Optical absorption of defect chalcopyrite and defect stannite ZnGa₂Se₄ under high pressure

Highlights

• Defect stannite (DS) and defect chalcopyrite (DC) ZnGa₂Se₄ has been synthesized and characterized at high pressure.

• The direct bandgap energy of ZnGa₂Se₄ exhibits a nonlinear pressure dependence attributed to a conduction band anticrossing.

• DCA and DZ phases of ZnGa₂Se₄ were obtained at room conditions upon decrease of pressure from 22 GPa in DC- and DS phases.

• The direct bandgap energy of DCA- and DZ-ZnGa₂Se₄ have been also measured at high pressure.

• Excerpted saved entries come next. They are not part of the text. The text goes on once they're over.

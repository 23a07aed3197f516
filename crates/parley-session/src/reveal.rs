//! Cosmetic word-by-word reveal of a reply, decoupled from timing.
//!
//! [`WordReveal`] is a pure, finite iterator of growing prefixes; pacing
//! and cancellation live in [`play`], so tests can drive the sequence
//! without real delays.

use std::time::Duration;

use tokio_util::sync::CancellationToken;

/// Finite iterator of growing prefixes of a text, one word per step.
///
/// Boundaries follow single spaces, so every prefix ends on a whole word
/// and the final prefix reproduces the input exactly. Restart by
/// constructing a new value (or cloning one taken before iteration).
#[derive(Debug, Clone)]
pub struct WordReveal {
    text: String,
    pos: usize,
}

impl WordReveal {
    pub fn new(text: impl Into<String>) -> Self {
        Self {
            text: text.into(),
            pos: 0,
        }
    }

    /// The full text being revealed
    pub fn text(&self) -> &str {
        &self.text
    }

    /// The prefix revealed so far
    pub fn revealed(&self) -> &str {
        &self.text[..self.pos]
    }

    pub fn is_done(&self) -> bool {
        self.pos >= self.text.len()
    }
}

impl Iterator for WordReveal {
    type Item = String;

    fn next(&mut self) -> Option<String> {
        if self.is_done() {
            return None;
        }
        let rest = &self.text[self.pos..];
        // Word ends just before the next space; the space itself is
        // consumed so the following prefix starts on the next word.
        let (end, advance) = match rest.find(' ') {
            Some(i) => (self.pos + i, i + 1),
            None => (self.text.len(), rest.len()),
        };
        self.pos += advance;
        Some(self.text[..end].to_string())
    }
}

/// Drive a reveal at a fixed interval, stopping early when cancelled.
///
/// Calls `on_frame` with each successive prefix and returns the number of
/// frames emitted. Cancellation stops playback only; it never touches
/// conversation state.
pub async fn play<F>(
    reveal: WordReveal,
    interval: Duration,
    cancel: &CancellationToken,
    mut on_frame: F,
) -> usize
where
    F: FnMut(&str),
{
    let mut ticker = tokio::time::interval(interval);
    let mut emitted = 0;
    for frame in reveal {
        tokio::select! {
            biased;
            _ = cancel.cancelled() => break,
            _ = ticker.tick() => {
                on_frame(&frame);
                emitted += 1;
            }
        }
    }
    emitted
}
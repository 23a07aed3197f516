//! Append-only conversation history shared with the relay.

use parley_gemini::Turn;

/// Ordered sequence of turns for one session.
///
/// Grows by two entries (user, then model) per completed exchange and is
/// emptied only by [`ChatHistory::clear`]. Never persisted.
#[derive(Debug, Default, Clone, PartialEq)]
pub struct ChatHistory {
    turns: Vec<Turn>,
}

impl ChatHistory {
    pub fn new() -> Self {
        Self::default()
    }

    /// Append a turn
    pub fn push(&mut self, turn: Turn) {
        self.turns.push(turn);
    }

    /// Append a user turn with a single text part
    pub fn push_user(&mut self, text: impl Into<String>) {
        self.turns.push(Turn::user(text));
    }

    /// Append a model turn with a single text part
    pub fn push_model(&mut self, text: impl Into<String>) {
        self.turns.push(Turn::model(text));
    }

    /// Drop every turn. Idempotent.
    pub fn clear(&mut self) {
        self.turns.clear();
    }

    pub fn len(&self) -> usize {
        self.turns.len()
    }

    pub fn is_empty(&self) -> bool {
        self.turns.is_empty()
    }

    pub fn turns(&self) -> &[Turn] {
        &self.turns
    }

    pub fn last(&self) -> Option<&Turn> {
        self.turns.last()
    }
}
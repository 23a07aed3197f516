//! The `/api/gemini` endpoint: envelope validation and provider forwarding.

use std::sync::Arc;

use axum::{
    Json, Router,
    body::Bytes,
    extract::State,
    http::StatusCode,
    response::{IntoResponse, Response},
    routing::post,
};
use parley_gemini::{GeminiClient, Turn};
use serde::{Deserialize, Serialize};

use crate::config::RelayConfig;

/// Shared, read-only state: the provider client (absent when no credential
/// is configured) plus forwarding limits.
pub struct AppState {
    pub client: Option<GeminiClient>,
    pub model: String,
    pub max_history_turns: usize,
}

impl AppState {
    pub fn from_config(config: &RelayConfig) -> Self {
        let client = config.api_key.as_ref().map(|key| {
            GeminiClient::new(key.clone()).with_base_url(config.gemini_base_url.clone())
        });
        Self {
            client,
            model: config.model.clone(),
            max_history_turns: config.max_history_turns,
        }
    }
}

#[derive(Debug, Deserialize)]
pub struct ChatRequest {
    #[serde(default)]
    pub message: String,
    #[serde(default)]
    pub history: Vec<Turn>,
}

/// The fixed-shape body returned on every path, success or failure
#[derive(Debug, Serialize)]
pub struct ChatReply {
    pub reply: String,
}

fn envelope(status: StatusCode, reply: impl Into<String>) -> Response {
    (
        status,
        Json(ChatReply {
            reply: reply.into(),
        }),
    )
        .into_response()
}

pub fn router(state: Arc<AppState>) -> Router {
    Router::new()
        .route("/api/gemini", post(chat).fallback(method_not_allowed))
        .with_state(state)
}

async fn method_not_allowed() -> Response {
    envelope(StatusCode::METHOD_NOT_ALLOWED, "Method Not Allowed")
}

async fn chat(State(state): State<Arc<AppState>>, body: Bytes) -> Response {
    let request: ChatRequest = match serde_json::from_slice(&body) {
        Ok(request) => request,
        Err(err) => return envelope(StatusCode::INTERNAL_SERVER_ERROR, err.to_string()),
    };

    if request.message.is_empty() {
        return envelope(StatusCode::BAD_REQUEST, "No message received");
    }

    let Some(client) = state.client.as_ref() else {
        return envelope(StatusCode::INTERNAL_SERVER_ERROR, "Missing API key");
    };

    let contents = build_contents(&request, state.max_history_turns);

    match client.generate(&state.model, &contents).await {
        Ok(response) => {
            let reply = response
                .first_text()
                .unwrap_or("No response from Gemini")
                .to_string();
            tracing::info!(
                history_turns = request.history.len(),
                forwarded_turns = contents.len(),
                "exchange completed"
            );
            envelope(StatusCode::OK, reply)
        }
        Err(err) => {
            tracing::warn!("exchange failed: {err}");
            envelope(StatusCode::INTERNAL_SERVER_ERROR, err.to_string())
        }
    }
}

/// Conversation payload for the provider: the history verbatim when
/// present (capped to the most recent turns), otherwise a single user
/// turn carrying the new message. The new message is never appended to a
/// non-empty history here; callers reflect it in the history themselves.
fn build_contents(request: &ChatRequest, max_history_turns: usize) -> Vec<Turn> {
    if request.history.is_empty() {
        vec![Turn::user(request.message.clone())]
    } else {
        let skip = request.history.len().saturating_sub(max_history_turns);
        request.history[skip..].to_vec()
    }
}
//! parley-relay: HTTP relay between chat clients and the Gemini API.
//!
//! Stateless per request; the provider credential never reaches the
//! browser. Also serves the static client assets.

mod config;
mod routes;

use std::net::SocketAddr;
use std::sync::Arc;

use tower_http::services::ServeDir;
use tracing_subscriber::EnvFilter;

use crate::config::RelayConfig;
use crate::routes::AppState;

#[tokio::main]
async fn main() -> anyhow::Result<()> {
    configure_logging();

    let config = RelayConfig::from_env();
    if config.api_key.is_none() {
        tracing::warn!(
            "{} is not set; chat requests will be rejected",
            config::env::API_KEY
        );
    }

    let state = Arc::new(AppState::from_config(&config));
    let app = routes::router(state).fallback_service(ServeDir::new(&config.public_dir));

    let addr = SocketAddr::from(([0, 0, 0, 0], config.port));
    tracing::info!("listening on {addr}");

    axum::Server::bind(&addr)
        .serve(app.into_make_service())
        .await?;
    Ok(())
}

fn configure_logging() {
    tracing_subscriber::fmt()
        .compact()
        .with_target(false)
        .with_env_filter(
            EnvFilter::try_from_default_env().unwrap_or_else(|_| EnvFilter::new("info")),
        )
        .init();
}
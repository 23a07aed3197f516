//! Error types for parley-gemini

use thiserror::Error;

/// Result type alias using parley-gemini Error
pub type Result<T> = std::result::Result<T, Error>;

/// Errors that can occur when talking to the Gemini API
#[derive(Error, Debug)]
pub enum Error {
    /// HTTP request failed
    #[error("HTTP error: {0}")]
    Http(#[from] reqwest::Error),

    /// JSON serialization/deserialization failed
    #[error("JSON error: {0}")]
    Json(#[from] serde_json::Error),

    /// Invalid API key
    #[error("Invalid or missing API key")]
    InvalidApiKey,
}
//! Error types for parley-session

use thiserror::Error;

/// Result type alias using parley-session Error
pub type Result<T> = std::result::Result<T, Error>;

/// Errors that can occur while driving a conversation
#[derive(Error, Debug)]
pub enum Error {
    /// HTTP request to the relay failed outright
    #[error("HTTP error: {0}")]
    Http(#[from] reqwest::Error),

    /// The relay answered with something other than the JSON envelope
    #[error("Server did not return JSON")]
    NotJson,

    /// The relay reported a failure envelope
    #[error("{reply}")]
    Relay { status: u16, reply: String },

    /// Another exchange is already in flight
    #[error("an exchange is already in progress")]
    Busy,

    /// Reading an attachment failed
    #[error("failed to read attachment {path}: {source}")]
    Attachment {
        path: String,
        source: std::io::Error,
    },
}
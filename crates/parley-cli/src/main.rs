//! parley — terminal chat client for a parley relay.

use std::io::{BufRead, Write};
use std::sync::Arc;
use std::time::Duration;

use clap::Parser;
use parley_session::{Attachment, RelayTransport, Session, WordReveal, reveal};
use tokio_util::sync::CancellationToken;
use tracing_subscriber::EnvFilter;

/// Terminal chat client for a parley relay
#[derive(Parser, Debug)]
#[command(name = "parley")]
#[command(author, version, about, long_about = None)]
struct Args {
    /// Relay endpoint to talk to
    #[arg(short, long, default_value = "http://localhost:3000/api/gemini")]
    endpoint: String,

    /// Milliseconds between revealed words
    #[arg(long, default_value_t = 35)]
    reveal_ms: u64,

    /// Print replies in full instead of revealing word by word
    #[arg(long)]
    plain: bool,

    /// Send a single message, print the reply, and exit
    #[arg(short, long)]
    prompt: Option<String>,
}

#[tokio::main]
async fn main() -> anyhow::Result<()> {
    configure_logging();
    let args = Args::parse();

    let transport = Arc::new(RelayTransport::new(args.endpoint.clone()));
    let mut session = Session::new(transport);

    if let Some(prompt) = args.prompt.clone() {
        if let Some(reply) = session.submit(&prompt).await? {
            render_reply(&reply, &args).await;
        }
        return Ok(());
    }

    println!("parley — chatting via {}", args.endpoint);
    println!("Commands: /clear, /attach <path>, /detach, /quit");

    let stdin = std::io::stdin();
    loop {
        print!("> ");
        std::io::stdout().flush()?;

        let mut line = String::new();
        if stdin.lock().read_line(&mut line)? == 0 {
            break;
        }
        let line = line.trim();

        match line {
            "" => continue,
            "/quit" | "/exit" => break,
            "/clear" => {
                session.clear();
                println!("Conversation cleared.");
            }
            "/detach" => match session.detach() {
                Some(attachment) => println!("Detached {} attachment.", attachment.mime_type),
                None => println!("Nothing attached."),
            },
            _ if line.starts_with("/attach") => {
                let path = line.trim_start_matches("/attach").trim();
                if path.is_empty() {
                    println!("Usage: /attach <path>");
                    continue;
                }
                match Attachment::from_path(path) {
                    Ok(attachment) => {
                        println!("Attached {path} ({}).", attachment.mime_type);
                        session.attach(attachment);
                    }
                    Err(err) => println!("Error: {err}"),
                }
            }
            _ => {
                println!("Thinking...");
                match session.submit(line).await {
                    Ok(Some(reply)) => render_reply(&reply, &args).await,
                    Ok(None) => {}
                    Err(err) => println!("Error: {err}"),
                }
            }
        }
    }

    Ok(())
}

/// Play the reply word by word; Ctrl-C skips to the full text.
async fn render_reply(reply: &str, args: &Args) {
    if args.plain || args.reveal_ms == 0 {
        println!("{reply}");
        return;
    }

    let cancel = CancellationToken::new();
    let interrupt = cancel.clone();
    let ctrlc = tokio::spawn(async move {
        if tokio::signal::ctrl_c().await.is_ok() {
            interrupt.cancel();
        }
    });

    let mut printed = 0;
    reveal::play(
        WordReveal::new(reply),
        Duration::from_millis(args.reveal_ms),
        &cancel,
        |frame| {
            print!("{}", &frame[printed..]);
            let _ = std::io::stdout().flush();
            printed = frame.len();
        },
    )
    .await;
    ctrlc.abort();

    if printed < reply.len() {
        print!("{}", &reply[printed..]);
    }
    println!();
}

fn configure_logging() {
    tracing_subscriber::fmt()
        .compact()
        .with_target(false)
        .with_env_filter(
            EnvFilter::try_from_default_env().unwrap_or_else(|_| EnvFilter::new("warn")),
        )
        .init();
}
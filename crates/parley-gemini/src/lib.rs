//! parley-gemini: wire types and client for the Gemini generateContent API.
//!
//! This crate owns the conversation turn shapes that travel between the
//! chat client, the relay, and Google's endpoint, plus the non-streaming
//! HTTP client the relay forwards through.

pub mod client;
pub mod error;
pub mod types;

pub use client::{DEFAULT_BASE_URL, GeminiClient, GenerateResponse};
pub use error::{Error, Result};
pub use types::{InlineData, Part, Role, Turn};
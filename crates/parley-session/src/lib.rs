//! parley-session: conversation state and the exchange loop against a relay.
//!
//! This crate provides the client-side controller for a parley chat: the
//! append-only history, the transport seam to the relay endpoint, staged
//! file attachments, and the word-by-word reveal used for presentation.

pub mod attachment;
pub mod conversation;
pub mod error;
pub mod reveal;
pub mod session;
pub mod transport;

pub use attachment::Attachment;
pub use conversation::ChatHistory;
pub use error::{Error, Result};
pub use reveal::WordReveal;
pub use session::Session;
pub use transport::{RelayTransport, Transport};
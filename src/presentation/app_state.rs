// Application state for HTTP handlers
use crate::application::map_view::Presentation;
use crate::infrastructure::scene_canvas::SceneHandle;
use tokio::sync::watch;

#[derive(Clone)]
pub struct AppState {
    pub presentation: watch::Receiver<Presentation>,
    pub scene: SceneHandle,
}
// Map view - Presents the fetch lifecycle and feeds the map canvas
use crate::application::geometry_projector::draw_batches;
use crate::application::street_data_loader::StreetDataLoader;
use crate::domain::fetch_state::FetchState;
use crate::domain::map::{DrawInstruction, PolylineStyle, TileLayer, Viewport};
use std::fmt;
use tokio::sync::watch;

/// Drawing surface the view hands its primitives to.
pub trait MapCanvas: Send {
    fn set_viewport(&mut self, viewport: &Viewport);
    fn set_tile_layer(&mut self, tile_layer: &TileLayer);
    fn draw(&mut self, instruction: DrawInstruction);
}

#[derive(Debug, Clone, PartialEq)]
pub struct MapSettings {
    pub viewport: Viewport,
    pub tile_layer: TileLayer,
    pub polyline_style: PolylineStyle,
}

/// What the view currently shows.
#[derive(Debug, Clone, PartialEq)]
pub enum Presentation {
    Loading,
    Error(String),
    Map { streets: usize },
}

impl fmt::Display for Presentation {
    fn fmt(&self, f: &mut fmt::Formatter<'_>) -> fmt::Result {
        match self {
            Presentation::Loading => write!(f, "Loading..."),
            Presentation::Error(reason) => write!(f, "Error: {}", reason),
            Presentation::Map { streets } => write!(f, "Map with {} streets", streets),
        }
    }
}

pub struct MapView<C: MapCanvas> {
    loader: StreetDataLoader,
    canvas: C,
    settings: MapSettings,
    state: watch::Receiver<FetchState>,
    mounted: bool,
    drawn: Option<usize>,
}

impl<C: MapCanvas> MapView<C> {
    pub fn new(loader: StreetDataLoader, canvas: C, settings: MapSettings) -> Self {
        let state = loader.subscribe();
        Self {
            loader,
            canvas,
            settings,
            state,
            mounted: false,
            drawn: None,
        }
    }

    /// Activate the loader on first mount and render the initial state.
    pub fn mount(&mut self) -> Presentation {
        if !self.mounted {
            self.mounted = true;
            self.loader.activate();
        }
        self.render()
    }

    /// Render whatever the loader currently reports.
    ///
    /// Canvas instructions are issued once, the first time `Ready` is seen.
    pub fn render(&mut self) -> Presentation {
        let state = self.state.borrow_and_update();
        match &*state {
            FetchState::Pending => Presentation::Loading,
            FetchState::Failed(reason) => Presentation::Error(reason.clone()),
            FetchState::Ready(records) => {
                let streets = match self.drawn {
                    Some(streets) => streets,
                    None => {
                        self.canvas.set_viewport(&self.settings.viewport);
                        self.canvas.set_tile_layer(&self.settings.tile_layer);

                        let mut streets = 0;
                        for batch in draw_batches(records, &self.settings.polyline_style) {
                            streets += 1;
                            for instruction in batch.instructions {
                                self.canvas.draw(instruction);
                            }
                        }
                        tracing::debug!("Drew {} of {} streets", streets, records.len());
                        self.drawn = Some(streets);
                        streets
                    }
                };
                Presentation::Map { streets }
            }
        }
    }

    /// Wait for the loader to settle, then render the terminal state.
    ///
    /// If the loader is cancelled first, the view stays on `Loading`.
    pub async fn settle(&mut self) -> Presentation {
        while !self.state.borrow().is_terminal() {
            if self.state.changed().await.is_err() {
                break;
            }
        }
        self.render()
    }

    pub fn unmount(mut self) -> C {
        self.loader.cancel();
        self.canvas
    }

    #[cfg(test)]
    pub fn canvas(&self) -> &C {
        &self.canvas
    }
}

• A The bandgap pressure coefficient decrease in the phases of ZnGa₂Se₄ correlates with the increase in cation-vacancy disorder.

Abstract

Optical absorption measurements at high pressure have been performed in two phases of the ordered-vacancy compound (OVC) ZnGa₂Se₄: defect stannite (DS) and defect chalcopyrite (DC). The direct bandgap energy of both phases exhibits a non-linear pressure dependence with a blueshift up to 10 GPa and a redshift at higher pressures. We discuss the different behavior of both phases in these two pressure ranges in relation to the pressure-induced order-disorder processes taking place at cation sites. Measurements performed in both phases on downstroke after increasing pressure to 22 GPa show that the direct bandgap energy of the recovered samples at room pressure was 0.35 eV smaller than that of the original samples. These results evidence that different disordered phases are formed on decreasing pressure, depending on the cation disorder already present in the original samples. In particular, we attribute the recovered samples from the original DC and DS phases to disordered CuAu (DCA) and disordered zincblende (DZ) phases, respectively. The decrease of the direct bandgap energy and its pressure coefficient on increasing disorder in the four measured phases are explained. In summary, this combined experimental and theoretical work on two phases (DC and DS) of the same compound has allowed us to show that the optical properties of both phases show a similar behavior under compression because irreversible pressure-induced order-disorder processes occur in all adamantine OVCs irrespective of the initial crystalline structure.